Answer: As the term “reproductive investment” implies, there are costs and risks to an
organism in producing offspring. The number of offspring an organism produces in a
single litter can only go so high without taking such a toll that the individual is unlikely

2. to live to have another litter. Thus, for many organisms, a smaller litter size—allowing
the individual to have more litters in the future—is favored by natural selection.
14.8 How is a survivorship curve for a giant tortoise different from that of a mackerel?

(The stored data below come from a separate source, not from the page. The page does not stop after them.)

use async_trait::async_trait;
use base64::{engine::general_purpose, Engine as _};
use photo_gallery::{Directory, Filesystem, PlatformError};
use std::fs;
use std::path::{Path, PathBuf};

#[cfg(target_os = "android")]
fn android_files_dir() -> Option<PathBuf> {
    use jni::{objects::{JObject, JString}, JavaVM};
    unsafe {
        let ctx = ndk_context::android_context();
        let vm = JavaVM::from_raw(ctx.vm().cast()).ok()?;
        let mut env = vm.attach_current_thread().ok()?; // mutable for JNI calls
        let activity = JObject::from_raw(ctx.context().cast());
        let files_dir = env
            .call_method(activity, "getFilesDir", "()Ljava/io/File;", &[])
            .ok()?
            .l()
            .ok()?;
        let abs_path_obj = env
            .call_method(files_dir, "getAbsolutePath", "()Ljava/lang/String;", &[])
            .ok()?
            .l()
            .ok()?;
        let abs_path_jstring: JString = JString::from(abs_path_obj);
        let abs_path: String = env.get_string(&abs_path_jstring).ok()?.into();
        Some(PathBuf::from(abs_path))
    }
}

/// Get the app data directory for the current platform
pub fn get_app_data_dir() -> PathBuf {
    #[cfg(target_os = "android")]
    {
        if let Some(dir) = android_files_dir() { return dir; }
        PathBuf::from("/data/local/tmp/photo-snap")
    }

    #[cfg(not(target_os = "android"))]
    {
        // On desktop, use ./data directory
        PathBuf::from("./data")
    }
}

fn file_uri(path: &Path) -> Result<String, PlatformError> {
    let absolute = if path.is_absolute() {
        path.to_path_buf()
    } else {
        std::env::current_dir()?.join(path)
    };
    Ok(format!("file://{}", absolute.to_string_lossy()))
}

/// [`Filesystem`] on the local disk. `Data` and `Cache` map to
/// subdirectories of the app data directory.
#[derive(Debug, Clone)]
pub struct DiskFilesystem {
    data_dir: PathBuf,
    cache_dir: PathBuf,
}

impl DiskFilesystem {
    pub fn new(root: impl Into<PathBuf>) -> Self {
        let root = root.into();
        Self {
            data_dir: root.join("photos"),
            cache_dir: root.join("cache"),
        }
    }

    fn resolve(&self, path: &str, directory: Option<Directory>) -> PathBuf {
        if let Some(stripped) = path.strip_prefix("file://") {
            return PathBuf::from(stripped);
        }
        let p = Path::new(path);
        if p.is_absolute() {
            return p.to_path_buf();
        }
        match directory {
            Some(Directory::Data) => self.data_dir.join(p),
            Some(Directory::Cache) => self.cache_dir.join(p),
            None => p.to_path_buf(),
        }
    }
}

#[async_trait(?Send)]
impl Filesystem for DiskFilesystem {
    async fn read_file(
        &self,
        path: &str,
        directory: Option<Directory>,
    ) -> Result<String, PlatformError> {
        let filepath = self.resolve(path, directory);
        let bytes = fs::read(&filepath)?;
        log::debug!("Read {} bytes from {:?}", bytes.len(), filepath);
        Ok(general_purpose::STANDARD.encode(bytes))
    }

    async fn write_file(
        &self,
        path: &str,
        data: &str,
        directory: Option<Directory>,
    ) -> Result<String, PlatformError> {
        let filepath = self.resolve(path, directory);
        let bytes = general_purpose::STANDARD
            .decode(data)
            .map_err(|e| PlatformError::Other(format!("Invalid base64 data: {}", e)))?;

        if let Some(parent) = filepath.parent() {
            fs::create_dir_all(parent)?;
        }
        fs::write(&filepath, &bytes)?;
        log::debug!("Wrote {} bytes to {:?}", bytes.len(), filepath);

        file_uri(&filepath)
    }
}

#[cfg(test)]
mod tests {
    use super::*;

    #[tokio::test]
    async fn test_write_then_read_in_data_dir() {
        let root = tempfile::tempdir().unwrap();
        let fs = DiskFilesystem::new(root.path());

        let uri = fs
            .write_file("1700000000000.jpeg", "AAAA", Some(Directory::Data))
            .await
            .unwrap();
        let expected = root.path().join("photos").join("1700000000000.jpeg");
        assert_eq!(uri, format!("file://{}", expected.to_string_lossy()));
        assert_eq!(std::fs::read(&expected).unwrap(), vec![0, 0, 0]);

        // both the URI and the relative name resolve to the same file
        let by_uri = fs.read_file(&uri, Some(Directory::Data)).await.unwrap();
        let by_name = fs
            .read_file("1700000000000.jpeg", Some(Directory::Data))
            .await
            .unwrap();
        assert_eq!(by_uri, "AAAA");
        assert_eq!(by_name, "AAAA");
    }

    #[tokio::test]
    async fn test_absolute_path_ignores_directory() {
        let root = tempfile::tempdir().unwrap();
        let source = root.path().join("camera.jpeg");
        std::fs::write(&source, [0xff, 0xd8, 0xff]).unwrap();

        let fs = DiskFilesystem::new(root.path().join("app"));
        let data = fs
            .read_file(source.to_str().unwrap(), Some(Directory::Data))
            .await
            .unwrap();
        assert_eq!(data, "/9j/");
    }

    #[tokio::test]
    async fn test_missing_file_is_not_found() {
        let root = tempfile::tempdir().unwrap();
        let fs = DiskFilesystem::new(root.path());
        let result = fs.read_file("nope.jpeg", Some(Directory::Data)).await;
        assert!(matches!(result, Err(PlatformError::NotFound(_))));
    }

    #[tokio::test]
    async fn test_invalid_base64_is_rejected() {
        let root = tempfile::tempdir().unwrap();
        let fs = DiskFilesystem::new(root.path());
        let result = fs
            .write_file("x.jpeg", "not base64!", Some(Directory::Data))
            .await;
        assert!(matches!(result, Err(PlatformError::Other(_))));
    }
}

Answer: A giant tortoise has high survivorship throughout most of its life, which rapidly
decreases late in life. The mackerel has high mortality early in life, but those that survive
the early years live long lives. These survivorship curves are type I and type III,
respectively.
14.9 Explain why the litter sizes of mammals living closer to the equator might be
smaller than those in higher latitudes? How are these smaller litter sizes offset?
Answer: Areas closer to the equator do not have severe winters and, thus, the breeding
seasons are long enough to allow mammals multiple reproductive episodes per year. An
offsetting evolutionary factor is that these reproductive episodes tend to produce fewer
offspring.
14.10 Does natural selection act upon a mutation that causes death at age fifty? Explain.
Answer: No. Since very little reproduction occurs after the age of fifty, death at this
time would come after reproduction had already occurred, and the mutation would
already have been passed on.
14.11 A hazard factor is a measure of the risk of death for individuals in the population
from all types of external forces. A high hazard factor will favor individuals that
reproduce early, and will not be effective in weeding out alleles causing premature death.
How does a low hazard factor influence longevity?
Answer: A low hazard factor will lead to later reproduction and will weed out alleles
causing premature death except those having their effects very late in life.
14.12 Is it possible to produce, through artificial selection, fruit flies that live twice as
long as normal? Explain.
Answer: Yes. If one simply collects eggs laid by the longest-lived flies from each
generation, the average lifespan will be dramatically increased fairly quickly.
14.13 The age pyramid for the United States shows a baby boomer “bulge” resulting
from the unusually large number of babies born from the late 1940s to the early 1960s,
who are now reaching retirement age. There is concern that the current number of
working individuals is not great enough to sufficiently contribute to cover the retirement
system payouts promised to the baby boomers. Why wouldn’t another “baby boom”
solve this problem?
Answer: This problem is immediate and individuals born today will take many years to
reach the workforce. In the meantime, they also require resources for support.
14.14 What areas of the world have not yet completed their demographic transitions and
still display dangerously fast rates of population growth?
Answer: Mexico, Brazil, Southeast Asia, and most of Africa have not yet completed
their demographic transitions, and display fast rates of population growth.
14.15 For all of the considerable success of the human species, ultimately human

3. population growth will face limits. Why?
Answer: Like every other species, human environment has a carrying capacity beyond
which the population cannot be maintained.